Need some action points on Promoting Health

  • Write a log entry ideally on the simultaneous management of chronic and acute issues.
  • Write a log entry ideally on discussing risk with a patient or family and the challenge of managing uncertainty either for you or the patient / family.
  • You need to plan for how to achieve evidence on this competency (medical complexity), choosing appropriate CbD cases will help, and ensuring that there are appropriately chosen log entries or SEA easily linkable to this competence.
  • Remember to take every opportunity to promote health and prevent disease. This is not always evident from learning log entries, so write two specifically looking at how you did this.
  • It would be great to see a learning log entry on your management of a patient with, for instance, chronic pain and how you manage with promoting a return to normal function. There are other situations where management can be very complex and involve strategies and the use of members of the extended team to help support the patient. End-of-Life care is often a good case to use to demonstrate this competence.
  • When you see a complex patient it often takes several consultations before you can really address all the issues you find. Add a clinical encounter once you have seen the patient several times to give a picture of how you addressed all the issues and how you prioritised what you did initially and in what order things are addressed. These types of patients are also great for CbDs.
  • Provide more evidence in the form of learning log entries of your ability to treat multiple conditions in a patient. CbDs are good for this as are end-of-life care patients, or complex arteriopaths.

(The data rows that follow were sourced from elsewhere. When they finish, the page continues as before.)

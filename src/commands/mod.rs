//! Command implementations behind the `bit-graph` binary
//!
//! Commands write to the writer they are given, so they can be driven from tests
//! without capturing stdout.

pub mod porcelain;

  • You need to ensure you provide more evidence for this domain by selecting clinical encounters and SEAs that demonstrate you are able to deal with multiple chronic and acute problems at the same time. Choose CbDs carefully so you will cover this competence, but remember that you’ll need several log entries too to demonstrate practice well.
  • It is common to have difficulty demonstrating this competence in hospital practice, as hospitals do not consistently look at the complexity angle but itemise problems. You will need to look at this, and how to manage in GP many more log diary entries, etc. It will be important to concentrate on these word pictures when writing entries.

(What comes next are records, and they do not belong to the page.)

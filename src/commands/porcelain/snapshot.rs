use crate::areas::cache::GraphCache;
use crate::areas::git::GitCli;
use crate::areas::store::{FileStore, MemoryStore};
use crate::config::GraphConfig;
use std::io::Write;
use std::path::PathBuf;

#[derive(Debug, Clone)]
pub struct SnapshotOptions {
    pub repo: PathBuf,
    /// Revision to snapshot; HEAD when absent
    pub head: Option<String>,
    /// Directory of the persistent snapshot store; memory only when absent
    pub cache_dir: Option<PathBuf>,
    pub config: GraphConfig,
}

/// Build (or load) the snapshot of a repository and print it as JSON
pub async fn snapshot(opts: &SnapshotOptions, writer: &mut dyn Write) -> anyhow::Result<()> {
    let git = GitCli::new(&opts.repo)?;
    let head = match &opts.head {
        Some(revision) => git.resolve(revision).await?,
        None => git.head().await?,
    };

    let snapshot = match &opts.cache_dir {
        Some(dir) => {
            GraphCache::new(FileStore::new(dir)?, opts.config.clone())
                .get_or_build(&git, &head)
                .await
        }
        None => {
            GraphCache::<MemoryStore>::memory_only(opts.config.clone())
                .get_or_build(&git, &head)
                .await
        }
    };

    serde_json::to_writer_pretty(&mut *writer, &snapshot)?;
    writeln!(writer)?;

    Ok(())
}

  • Consider the relationship between acute and chronic problems in children presenting to A&E as well as issues of uncertainty and risk.
  • I think it would be helpful to reflect on the wording in the ‘excellent’ section of the word picture below, particularly: ‘Accepts responsibility for coordinating the management of the patient’s acute and chronic problems over time’ – how will you put this into practice in the future?

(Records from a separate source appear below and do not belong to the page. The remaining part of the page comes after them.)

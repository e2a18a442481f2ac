use crate::artifacts::graph::builder::{GraphBuilder, sorted_newest_first};
use crate::artifacts::graph::layout::{self, GraphLayout};
use crate::artifacts::log::ParsedLog;
use crate::artifacts::merge::infer_merges;
use crate::artifacts::objects::object_id::ObjectId;
use crate::artifacts::snapshot::dag::DagSnapshot;
use crate::config::GraphConfig;
use crate::errors::GraphError;
use std::collections::{BTreeSet, HashSet};
use tracing::debug;

#[derive(Debug, Clone, Default)]
pub struct GraphOptions {
    pub current_branch: Option<String>,
    /// Local branch names; derived from the decorations when absent
    pub branches: Option<Vec<String>>,
    pub max_commits: usize,
    pub uncommitted_changes: bool,
}

/// Keep the `max_commits` newest records
///
/// Records are ranked like graph rows (newest first, parse order between equal
/// timestamps); the survivors keep their original order.
pub fn evict_oldest(log: ParsedLog, max_commits: usize) -> ParsedLog {
    if log.len() <= max_commits {
        return log;
    }

    let keep = sorted_newest_first(log.iter())
        .into_iter()
        .take(max_commits)
        .map(|record| record.hash.clone())
        .collect::<HashSet<ObjectId>>();

    debug!(
        "Evicting {} commits over the limit of {}",
        log.len() - max_commits,
        max_commits
    );

    log.into_records()
        .into_iter()
        .filter(|record| keep.contains(&record.hash))
        .collect()
}

/// Run eviction, graph building, merge inference and layout
pub fn compute(
    log: ParsedLog,
    options: &GraphOptions,
) -> Result<(GraphLayout, DagSnapshot), GraphError> {
    let log = evict_oldest(log, options.max_commits);

    let branches = options.branches.clone().unwrap_or_else(|| {
        log.iter()
            .flat_map(|record| record.branches.iter().cloned())
            .collect::<BTreeSet<_>>()
            .into_iter()
            .collect()
    });

    let graph = GraphBuilder::new(&log)
        .current_branch(options.current_branch.as_deref())
        .uncommitted_changes(options.uncommitted_changes)
        .build();
    let merges = infer_merges(&graph);
    let layout = layout::layout(graph)?;
    let snapshot = DagSnapshot::from_layout(&layout, merges, branches);

    Ok((layout, snapshot))
}

/// Lay out a parsed log with the limits of `config`
pub fn layout_for(
    log: ParsedLog,
    current_branch: Option<&str>,
    config: &GraphConfig,
) -> Result<(GraphLayout, DagSnapshot), GraphError> {
    let options = GraphOptions {
        current_branch: current_branch.map(str::to_string),
        max_commits: config.max_commits,
        ..GraphOptions::default()
    };

    compute(log, &options)
}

  • As this area is hard to score in CSR or COTs without specific comments you can’t rely on CBDs here – more log entries mentioning the complexity to alert the CS to this competence will be essential before the next panel.
  • You need cases to discuss at CBD which also overlap as log entries as well as cover your lack of many curriculum statement areas.
  • Coping with complexity and hence uncertainty is the bedrock of a good GP. You must look out for more cases to demonstrate this in CBD in the next 6m as well as making sure to discuss at debriefs and record these as an example of learning on e-P.
  • Home visits are often a source of complexity so try and write these up whenever possible reflecting thinking about the competent and excellent word pictures of medical complexity.
  • Use a narrative approach to family and describe the complexity of their condition and why you feel they are complex and how their condition affects them.
  • Continue to reflect on managing uncertainty. Gain experience in managing multiple problems simultaneously and reflect on this on e-P and in your choice of CbDs.

More action points needed here for Leadership 

  • Use the last two months in practice to consider how you will go about familiarising yourself with admin and IT systems in your next practice. Where are the risks? What can you do to minimise them? Thinking about clinical governance and data handling. You’ll be able to discuss this at your first GP appraisal but will need to write down some learning points as evidence.
  • Please try to collect some evidence of competence you can do this in hospital practice. Examples might include discharge letters, referral letters, audit, etc.
  • Please think about how GP notes differ and how experienced GPs manage to make notes and sort things out in 10 minute blocks reflect on your current practice and how to change this on e-P.
  • You must focus on some entries whilst in hospital jobs as well which focus on the effect of quality of your note keeping and use of IT on the care of patients.
  • You need a variety of log entries demonstrating effective use of data, or the practice IT system, or issues about data entry and its effect on the consultation.
  • You must ensure your patient records are clear, concise and comprehensible. You need to demonstrate great attention to detail when undertaking prescribing. Look at the level of detail in your note, where could you be briefer, what bits need more details.
  • Consider how you might demonstrate this competence as learning log entries. An Audit is one way; adapting or adding new templates specific for the practice can be another way. Do you know how to make patient information on the computer only accessible to clinicians? Maybe something to learn and then add an entry in your e-portfolio about.
  • Consider how else you can demonstrate the use of IMT whilst doing hospital posts. (Hint – look at the third paragraph on the competent word pictures!).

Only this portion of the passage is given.